Have you ever managed the funeral arrangements for a loved one and been through the process of selecting a casket, arranging a crematorium and choosing an urn?

This is a new way to celebrate the loss of a loved one (if it fits their personality, that is): the cardboard coffin you can decorate with family love, and the biodegradable urn that will grow into a tree! You don’t have to be a greenie to appreciate the sentiment here. Would you agree that in death it must be better to do something relevant and affordable than something glamorous and impersonal?

Plan for a funeral and it will become apparent that everyone “has” to have a casket and no one really wants to choose a basic one for a loved one, even if it is going to be burned, but perhaps no one knew there was another option that doesn’t look cheap or tacky.

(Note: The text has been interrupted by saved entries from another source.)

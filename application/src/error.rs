//! [`Error`]-related definitions.

use std::fmt;

use derive_more::Error as StdError;
use itertools::Itertools as _;
use juniper::IntoFieldError;
use service::infra::database;
use tracerr::{Trace, Traced};

/// Defines a new error type.
#[expect(clippy::module_name_repetitions, reason = "more readable")]
#[macro_export]
macro_rules! define_error {
    (
        enum $name:ident {
            $(
                #[code = $code:literal]
                #[status = $status_code:ident]
                #[message = $message:literal]
                $variant:ident
            ),* $(,)?
        }
    ) => {
        /// Error type.
        #[derive(
            Clone,
            Copy,
            Debug,
            ::derive_more::Display,
            ::derive_more::Error
        )]
        #[repr(u16)]
        pub enum $name {
            $(
                #[display($message)]
                #[doc = $message]
                $variant,
            )*
        }

        impl From<$name> for $crate::Error {
            fn from(err: $name) -> Self {
                match err {
                    $(
                        $name::$variant => Self {
                            code: $code,
                            status_code: ::http::StatusCode::$status_code,
                            message: $message.to_string(),
                            backtrace: None,
                        },
                    )*
                }
            }
        }
    };
}

/// GraphQL API [`Error`].
#[derive(Clone, Debug, StdError)]
pub struct Error {
    /// [`Error`] code.
    pub code: Code,

    /// [`http::StatusCode`] of this [`Error`].
    pub status_code: http::StatusCode,

    /// Backtrace of this [`Error`].
    #[error(not(backtrace))]
    pub backtrace: Option<Trace>,

    /// [`Error`] message.
    pub message: String,
}

impl Error {
    /// Create a new [`Error`] representing an internal server error.
    #[must_use]
    pub fn internal(msg: &impl ToString) -> Self {
        Self {
            code: "INTERNAL_SERVER_ERROR",
            status_code: http::StatusCode::INTERNAL_SERVER_ERROR,
            message: msg.to_string(),
            backtrace: None,
        }
    }
}

impl fmt::Display for Error {
    fn fmt(&self, f: &mut fmt::Formatter<'_>) -> fmt::Result {
        let Self {
            code,
            status_code: _,
            backtrace,
            message,
        } = self;

        write!(
            f,
            "[{code}]: {message}{}",
            backtrace
                .iter()
                .format_with("\n", |trace, f| f(&format_args!("{trace}"))),
        )
    }
}

impl<S> IntoFieldError<S> for Error
where
    S: From<String>,
{
    fn into_field_error(self) -> juniper::FieldError<S> {
        let mut ext = juniper::Object::with_capacity(1);
        drop(
            ext.add_field("code", juniper::Value::scalar(self.code.to_owned())),
        );
        drop(
            ext.add_field(
                "backtrace",
                juniper::Value::list(
                    self.backtrace
                        .iter()
                        .flat_map(|trace| trace.iter())
                        .map(|frame| juniper::Value::scalar(frame.to_string()))
                        .collect(),
                ),
            ),
        );
        juniper::FieldError::new(self.message, juniper::Value::object(ext))
    }
}

/// [`Error`] code.
pub type Code = &'static str;

/// Helper trait for converting types into [`Error`]s.
pub trait AsError {
    /// Tries to convert the type into an [`Error`].
    ///
    /// [`None`] is returned if the type cannot be converted into an [`Error`].
    fn try_as_error(&self) -> Option<Error>;

    /// Converts the type into an [`Error`].
    fn as_error(&self) -> Error
    where
        Self: fmt::Display,
    {
        self.try_as_error()
            .unwrap_or_else(|| Error::internal(&self))
    }

    /// Converts the type into an [`Error`] by consuming it.
    fn into_error(self) -> Error
    where
        Self: fmt::Display + Sized,
    {
        self.as_error()
    }
}

impl<E: AsError> AsError for Traced<E> {
    fn try_as_error(&self) -> Option<Error> {
        let mut error = self.as_ref().try_as_error()?;
        error.backtrace = Some(self.trace().clone());
        Some(error)
    }
}

impl AsError for database::Error {
    fn try_as_error(&self) -> Option<Error> {
        None
    }
}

You want to lay someone you love to rest in comfort, if it is the last thing you can do for them.

It is at this time of life that we all get a bit sentimental, perhaps even a bit superstitious, seeing the selections we make as highly personal and demonstrative of who our loved one was in life. But the thing most people don’t tell you is that wooden coffins are very expensive and quite frankly boring to look at!

Another factor to consider is that a nice, elegant wooden casket can range in price from about $2,500 right up to and beyond $16,000. It doesn’t really make sense to spend so much especially if it is going to be cremated.

So when my mother-in-law saw these featured in a magazine recently she rang me. We both have a bit of a penchant for making life personal and she thought everyone should know about this new phenomenon in funerals – the eco-friendly heavyweight ‘cardboard coffin’, designed and constructed in a way that apparently minimises environmental impact but also allows you to make the coffin into a kind of family celebration as everyone can get into the act of decorating it. And what makes it even better is, as cardboard it seems incredibly logical as an item to burn in cremation, and quite reasonably priced. There seems to be several different brands available in the Australian market, all of which are made from 100 per cent recycled cardboard.

leaving lightly

I read a story about a family that bought one recently for a loved one, and on the day of the funeral, they made a ceremony or celebration of the more than 150 guests approaching the coffin and putting a handprint on it in paint. Don’t you think that’s a lovely touch?

And what’s more, this delightful way of sending someone off comes at a much cheaper price than a timber box. The prices are not published, but in the US these retail for approx $560. There is an elaborate number of options available, with photos overlaid and all sorts of other fancies, bringing prices up to over $2000, even then, it seems cheap. And it includes all the comforts of silk linings, cushions, elegant handles and other such fittings that you would expect for a loved one to go to peace in comfort.

Various providers also make cardboard coffins with a timber veneer, which effectively makes the coffin you buy look like the real, polished timber deal, but leaves you knowing it is a little more environmentally friendly.

The other thing that really inspired me was the biodegradable urn. Now I must admit to being a bit of an ashes-to-ashes person about death. I kind of expect I’ll be returned to the earth. For each of my children’s first birthdays I planted a tree in my garden to watch grow. I hope when I go, someone will plant a tree they can come and visit me at, and one day sit underneath. So when I saw this, I loved it. Imagine a little tree growing up from an urn full of a loved one’s ash and planting it in a favourite location of your family for all to come and visit. I suspect that could become a really special place for the right person.

So tell me, do these eco-friendly and inexpensive options for coffins and urns interest you? Would you choose one for a loved one? Would you want one for yourself?  

[Editor’s note: We don’t discuss death much here, so we’re sorry if it offends anyone because we’re the happy place to come! Our site is about getting the most out of life… and on those grounds we are covering this.]